# Topic Model Two Datasets Memory Efficient Fuzzy

This is a notebook for trying to use topic models for classifying sets of text that are more syntactically similar than topically similar. This notebook attempts to distinguish between discussion and conclusion section of scientific papers. This modifies the sections with random words from the introduction sections. It also reads the second dataset in a more memory efficient way.

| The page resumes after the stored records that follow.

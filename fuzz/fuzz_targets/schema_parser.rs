//! Fuzz target for the tabula schema compiler.
//!
//! This target feeds arbitrary byte sequences through every compilation
//! phase to find crashes, panics, and other unexpected behavior.
//!
//! Run with:
//! ```bash
//! cargo +nightly fuzz run fuzz_schema_parser
//! ```

#![no_main]

use libfuzzer_sys::fuzz_target;
use tabula_schema::{Compiler, write_model};

fuzz_target!(|data: &[u8]| {
    // Convert bytes to string, ignoring invalid UTF-8
    if let Ok(input) = std::str::from_utf8(data) {
        let mut compiler = Compiler::new();
        compiler.parse_str("fuzz.ort", input);

        // Problems must surface as messages, never as panics
        let comp = compiler.compile();
        if comp.ok {
            let _ = write_model(&comp.model);
        }
    }
});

Below we are loading the two datasets for use.

In [1]:
from __future__ import print_function
from time import time
from random import randint

from sklearn.feature_extraction.text import TfidfVectorizer, CountVectorizer
from sklearn.decomposition import NMF, LatentDirichletAllocation
from sklearn.cross_validation import train_test_split

import numpy as np
import os
import pickle

validDocsDict = dict()
fileList = os.listdir("BioMedProcessed")
for f in fileList:
    validDocsDict.update(pickle.load(open("BioMedProcessed/" + f, "rb")))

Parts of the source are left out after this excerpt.